Рич не уверен: медсестра говорит так потому, что у них нет свободных мест, или потому, что ситуация не острая и им в общем-то плевать. Он не может понять. Вообще ничего не может понять.

– Нужно волноваться только в том случае, если кровотечение станет таким сильным, что будет расходоваться больше одной прокладки в час, или если появится много сгустков, иначе она потеряет очень много крови.

Рич трет лоб, словно это поможет запустить мозг и вспомнить, какие еще вопросы остались.

– А сколько продлится кровотечение?

– От недели до десяти дней. Обычно полностью прекращается через две недели, бывает и больше, но ваш врач наверняка захочет осмотреть вашу супругу, чтобы удостовериться, что в полости матки ничего не осталось.

– Хорошо, – говорит Рич. Хотя по ощущениям все ужасно плохо.

Сестра сочувственно сжимает его руку.

– Просто будьте рядом. А теперь подождите немного, я принесу вам прокладки.

Через несколько минут она возвращается.

– Вот. – Она дает ему бумажный пакет, собираясь вернуться к своим обязанностям, но останавливается и говорит: – Мне очень жаль, что с вами это случилось, особенно в такой день. Это очень сложно.

Да уж, думает Рич. Хорошо хоть, она не поздравила нас с Рождеством.

45

Кэт осознает весь масштаб трагедии только через несколько дней. Сначала она держится вполне нормально, она даже удивлена своим запасом прочности, горда, что справляется. Остаток праздников ничем не примечателен. К счастью, они с Ричем ничего особенного не планировали. Кэт очень слаба, у нее кружится голова, а еще она не может собраться с духом и сообщить маме о случившемся. Родные, похоже, считают, что у нее грипп, как у Саки, и на следующий день после Рождества мама звонит проверить, как себя чувствует Кэт. Ричу удается соврать, что Кэт лежит с гриппом, чтобы не травмировать их сразу.

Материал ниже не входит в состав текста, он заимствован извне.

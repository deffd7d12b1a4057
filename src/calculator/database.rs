//! Managed database instance pricing (instance hours, provisioned storage, I/O)

use crate::calculator::PricingResult;
use crate::config::PricingConfig;
use crate::dimension::MetricDimension;
use crate::error::{CostError, Result};
use crate::pricing::{PriceFamily, PricingCatalog};
use crate::provider::{PriceFilter, PricingSource};
use std::sync::Arc;
use tracing::debug;

pub const SERVICE_CODE: &str = "AmazonRDS";
pub const INSTANCE_FAMILY: &str = "Database Instance";
pub const STORAGE_FAMILY: &str = "Database Storage";
pub const IO_FAMILY: &str = "System Operation";

pub const INSTANCE_UNIT: &str = "Hrs";
pub const STORAGE_UNIT: &str = "GB-Mo";
pub const IO_UNIT: &str = "IOs";
pub const INSTANCE_TYPE: &str = "instanceType";

const SECONDS_PER_HOUR: f64 = 3600.0;
const BYTES_PER_GB: f64 = 1e9;

#[derive(Debug, Clone)]
pub struct DatabaseInstanceCost {
    catalog: Arc<PricingCatalog>,
    monthly_storage_price: f64,
    io_price: Option<f64>,
}

impl DatabaseInstanceCost {
    pub async fn init(
        pricing: &dyn PricingSource,
        region: &str,
        settings: &PricingConfig,
    ) -> Result<Self> {
        let engine = PriceFilter::new("databaseEngine", settings.database_engine.clone());
        let deployment = PriceFilter::new("deploymentOption", settings.database_deployment.clone());
        let families = [
            PriceFamily::required(
                INSTANCE_FAMILY,
                vec![
                    PriceFilter::new("productFamily", INSTANCE_FAMILY),
                    engine.clone(),
                    deployment.clone(),
                ],
            ),
            PriceFamily::required(
                STORAGE_FAMILY,
                vec![
                    PriceFilter::new("productFamily", STORAGE_FAMILY),
                    PriceFilter::new("volumeType", settings.database_volume_type.clone()),
                    deployment,
                ],
            ),
            // Provisioned-IOPS and gp3 volumes have no per-request price.
            PriceFamily::optional(
                IO_FAMILY,
                vec![
                    PriceFilter::new("productFamily", IO_FAMILY),
                    PriceFilter::new("group", "Aurora I/O Operation"),
                ],
            ),
        ];
        let catalog = PricingCatalog::init(pricing, SERVICE_CODE, region, &families).await?;
        Self::from_catalog(catalog)
    }

    pub fn from_catalog(catalog: PricingCatalog) -> Result<Self> {
        let io_price = if catalog.has_unit(IO_UNIT) {
            Some(catalog.price_per_unit(IO_UNIT)?)
        } else {
            None
        };
        Ok(Self {
            monthly_storage_price: catalog.price_per_unit(STORAGE_UNIT)?,
            io_price,
            catalog: Arc::new(catalog),
        })
    }

    pub fn monthly_storage_price(&self) -> f64 {
        self.monthly_storage_price
    }

    pub fn io_price(&self) -> Option<f64> {
        self.io_price
    }

    /// Hourly on-demand price of an instance class.
    pub fn hourly_price(&self, instance_class: &str) -> Result<f64> {
        self.catalog
            .price_per_unit_where(INSTANCE_UNIT, INSTANCE_TYPE, instance_class)
    }

    pub fn calculate_for_dimension(&self, dimension: &MetricDimension) -> Result<PricingResult> {
        let window = dimension.window();
        let cost_window_seconds = window.cost_window_seconds()?;
        let seconds_in_month = window.seconds_in_month();

        let instance_class = dimension.instance_class().ok_or_else(|| CostError::Attribute {
            resource_id: dimension.resource().id.clone(),
            message: "instance class unknown".to_string(),
        })?;
        let instance_cost =
            self.hourly_price(instance_class)? * cost_window_seconds / SECONDS_PER_HOUR;

        let storage_gb = dimension.storage_bytes() / BYTES_PER_GB;
        let storage_cost =
            storage_gb * self.monthly_storage_price * cost_window_seconds / seconds_in_month;

        // Volume types without an I/O price include requests in the storage rate.
        let io_cost = match self.io_price {
            Some(price) => dimension.io_requests() * price,
            None => {
                if dimension.io_requests() > 0.0 {
                    debug!(
                        "{}: no I/O price for volume type, {} requests billed with storage",
                        dimension.resource().id,
                        dimension.io_requests()
                    );
                }
                0.0
            }
        };

        Ok(PricingResult::from_components(
            &[
                ("instanceCharges", instance_cost),
                ("storageCharges", storage_cost),
                ("ioCharges", io_cost),
            ],
            self.catalog.currency(),
            cost_window_seconds,
            seconds_in_month,
        ))
    }
}

#[cfg(test)]
mod tests {
    use super::*;
    use crate::config::Config;
    use crate::dimension::Metric;
    use crate::pricing::PriceCatalogEntry;
    use crate::provider::{MockPricingSource, Resource, ServiceKind};
    use crate::window::TimeWindow;
    use chrono::{TimeZone, Utc};

    fn catalog(with_io: bool) -> PricingCatalog {
        let mut entries = vec![
            PriceCatalogEntry::new(INSTANCE_UNIT, 0.18, "USD", INSTANCE_FAMILY)
                .with_attribute(INSTANCE_TYPE, "db.t3.large"),
            PriceCatalogEntry::new(INSTANCE_UNIT, 0.36, "USD", INSTANCE_FAMILY)
                .with_attribute(INSTANCE_TYPE, "db.t3.xlarge"),
            PriceCatalogEntry::new(STORAGE_UNIT, 0.115, "USD", STORAGE_FAMILY),
        ];
        if with_io {
            entries.push(PriceCatalogEntry::new(IO_UNIT, 0.0000002, "USD", IO_FAMILY));
        }
        PricingCatalog::from_entries(SERVICE_CODE, "eu-west-1", entries)
    }

    fn window() -> TimeWindow {
        TimeWindow::new(
            Utc.with_ymd_and_hms(2024, 6, 10, 10, 0, 0).unwrap(),
            Utc.with_ymd_and_hms(2024, 6, 10, 10, 5, 0).unwrap(),
        )
        .unwrap()
    }

    fn instance(class: Option<&str>, storage_gb: f64, ios: f64) -> MetricDimension {
        let mut builder = MetricDimension::builder(
            Resource::new("orders-db", ServiceKind::ManagedDatabaseInstance),
            window(),
        )
        .set(Metric::StorageBytes, storage_gb * BYTES_PER_GB)
        .set(Metric::IoRequests, ios);
        if let Some(class) = class {
            builder = builder.instance_class(class);
        }
        builder.build().unwrap()
    }

    #[test]
    fn test_instance_storage_and_io() {
        let calc = DatabaseInstanceCost::from_catalog(catalog(true)).unwrap();
        let result = calc
            .calculate_for_dimension(&instance(Some("db.t3.xlarge"), 100.0, 1_000_000.0))
            .unwrap();

        // One minute of a 0.36/hr instance
        assert!((result.component("instanceCharges") - 0.006).abs() < 1e-12);
        let expected_storage = 100.0 * 0.115 * 60.0 / 2_592_000.0;
        assert!((result.component("storageCharges") - expected_storage).abs() < 1e-12);
        assert!((result.component("ioCharges") - 0.2).abs() < 1e-12);
        assert!((result.total_cost - (0.006 + expected_storage + 0.2)).abs() < 1e-12);
    }

    #[test]
    fn test_io_bundled_with_storage_without_io_price() {
        let calc = DatabaseInstanceCost::from_catalog(catalog(false)).unwrap();
        assert_eq!(calc.io_price(), None);
        let result = calc
            .calculate_for_dimension(&instance(Some("db.t3.large"), 20.0, 5_000.0))
            .unwrap();
        assert_eq!(result.component("ioCharges"), 0.0);

        // The requests still show up as usage; only the separate charge is absent.
        let priced = DatabaseInstanceCost::from_catalog(catalog(true))
            .unwrap()
            .calculate_for_dimension(&instance(Some("db.t3.large"), 20.0, 5_000.0))
            .unwrap();
        assert!(priced.component("ioCharges") > 0.0);
        let without_io = priced.total_cost - priced.component("ioCharges");
        assert!((result.total_cost - without_io).abs() < 1e-12);
    }

    #[test]
    fn test_unknown_instance_class() {
        let calc = DatabaseInstanceCost::from_catalog(catalog(true)).unwrap();
        assert!(matches!(
            calc.calculate_for_dimension(&instance(Some("db.m5.24xlarge"), 20.0, 0.0)),
            Err(CostError::PriceNotFound { .. })
        ));
        assert!(matches!(
            calc.calculate_for_dimension(&instance(None, 20.0, 0.0)),
            Err(CostError::Attribute { .. })
        ));
    }

    #[tokio::test]
    async fn test_init_filters_on_engine_and_deployment() {
        let mut source = MockPricingSource::new();
        source
            .expect_get_products()
            .times(3)
            .returning(|filters: &[PriceFilter], _: &str, service: &str| {
                assert_eq!(service, SERVICE_CODE);
                let family = filters[0].value.as_str();
                if family != IO_FAMILY {
                    assert!(filters
                        .iter()
                        .any(|f| f.field == "deploymentOption" && f.value == "Single-AZ"));
                }
                match family {
                    INSTANCE_FAMILY => {
                        assert!(filters
                            .iter()
                            .any(|f| f.field == "databaseEngine" && f.value == "PostgreSQL"));
                        Ok(vec![PriceCatalogEntry::new(INSTANCE_UNIT, 0.18, "USD", family)
                            .with_attribute(INSTANCE_TYPE, "db.t3.large")])
                    }
                    STORAGE_FAMILY => {
                        Ok(vec![PriceCatalogEntry::new(STORAGE_UNIT, 0.115, "USD", family)])
                    }
                    _ => Ok(Vec::new()),
                }
            });

        let config = Config::default();
        let calc = DatabaseInstanceCost::init(&source, "eu-west-1", &config.pricing)
            .await
            .unwrap();
        assert_eq!(calc.hourly_price("db.t3.large").unwrap(), 0.18);
        assert_eq!(calc.monthly_storage_price(), 0.115);
        assert_eq!(calc.io_price(), None);
    }
}
//! Resource sizing lookups (function memory, table size, DB instance class)

use crate::error::{CostError, Result};
use crate::provider::{DatabaseInstanceInfo, ResourceAttributes};
use crate::retry::{ExponentialBackoffPolicy, RetryPolicy};
use async_trait::async_trait;
use aws_sdk_dynamodb::Client as DynamoDbClient;
use aws_sdk_lambda::Client as LambdaClient;
use aws_sdk_rds::Client as RdsClient;

pub struct AwsResourceAttributes {
    lambda: LambdaClient,
    dynamodb: DynamoDbClient,
    rds: RdsClient,
}

impl AwsResourceAttributes {
    pub fn new(lambda: LambdaClient, dynamodb: DynamoDbClient, rds: RdsClient) -> Self {
        Self {
            lambda,
            dynamodb,
            rds,
        }
    }
}

fn attribute_error(resource_id: &str, message: impl Into<String>) -> CostError {
    CostError::Attribute {
        resource_id: resource_id.to_string(),
        message: message.into(),
    }
}

#[async_trait]
impl ResourceAttributes for AwsResourceAttributes {
    async fn function_memory_mb(&self, function_id: &str) -> Result<f64> {
        let config = ExponentialBackoffPolicy::for_cloud_api()
            .execute_with_retry(|| async {
                self.lambda
                    .get_function_configuration()
                    .function_name(function_id)
                    .send()
                    .await
                    .map_err(|e| {
                        attribute_error(function_id, format!("GetFunctionConfiguration failed: {}", e))
                    })
            })
            .await?;

        config
            .memory_size()
            .map(f64::from)
            .ok_or_else(|| attribute_error(function_id, "function has no memory size"))
    }

    async fn table_size_bytes(&self, table_id: &str) -> Result<f64> {
        let response = ExponentialBackoffPolicy::for_cloud_api()
            .execute_with_retry(|| async {
                self.dynamodb
                    .describe_table()
                    .table_name(table_id)
                    .send()
                    .await
                    .map_err(|e| attribute_error(table_id, format!("DescribeTable failed: {}", e)))
            })
            .await?;

        // Size is refreshed roughly every six hours; a new table reports none.
        Ok(response
            .table()
            .and_then(|t| t.table_size_bytes())
            .unwrap_or(0) as f64)
    }

    async fn database_instance(&self, instance_id: &str) -> Result<DatabaseInstanceInfo> {
        let response = ExponentialBackoffPolicy::for_cloud_api()
            .execute_with_retry(|| async {
                self.rds
                    .describe_db_instances()
                    .db_instance_identifier(instance_id)
                    .send()
                    .await
                    .map_err(|e| {
                        attribute_error(instance_id, format!("DescribeDBInstances failed: {}", e))
                    })
            })
            .await?;

        let instance = response
            .db_instances()
            .first()
            .ok_or_else(|| attribute_error(instance_id, "instance not found"))?;
        let instance_class = instance
            .db_instance_class()
            .ok_or_else(|| attribute_error(instance_id, "instance has no class"))?
            .to_string();
        let allocated_storage_gb = instance.allocated_storage().unwrap_or(0) as f64;

        Ok(DatabaseInstanceInfo {
            instance_class,
            allocated_storage_gb,
        })
    }
}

Но вот наступает двадцать восьмое декабря. Кэт нужно выходить на работу в галерею. Она просыпается задолго до будильника и понимает, что облегчение было ложным. Еще не успев встать с постели, она осознает, что что-то не так. Такое впечатление, что ее стукнули по голове, и не единожды, вышибли мозги, оставив разум парить в пространстве, так остро она ощущает оторванность от собственного тела. Она даже сосредоточиться не может. Цифры на будильнике кажутся слишком яркими, ослепляют ее, словно дальний свет фар. Ей становится страшно, ведь она уже испытывала нечто подобное. Она откидывает одеяло, подходит к окну, а когда отдергивает занавески, то зимнее утро кажется таким ярким, что приходится закрыть глаза, хотя небо затянуто облаками. Еще один нехороший знак – мир кажется слишком огромным для нее, слишком требовательным и напряженным.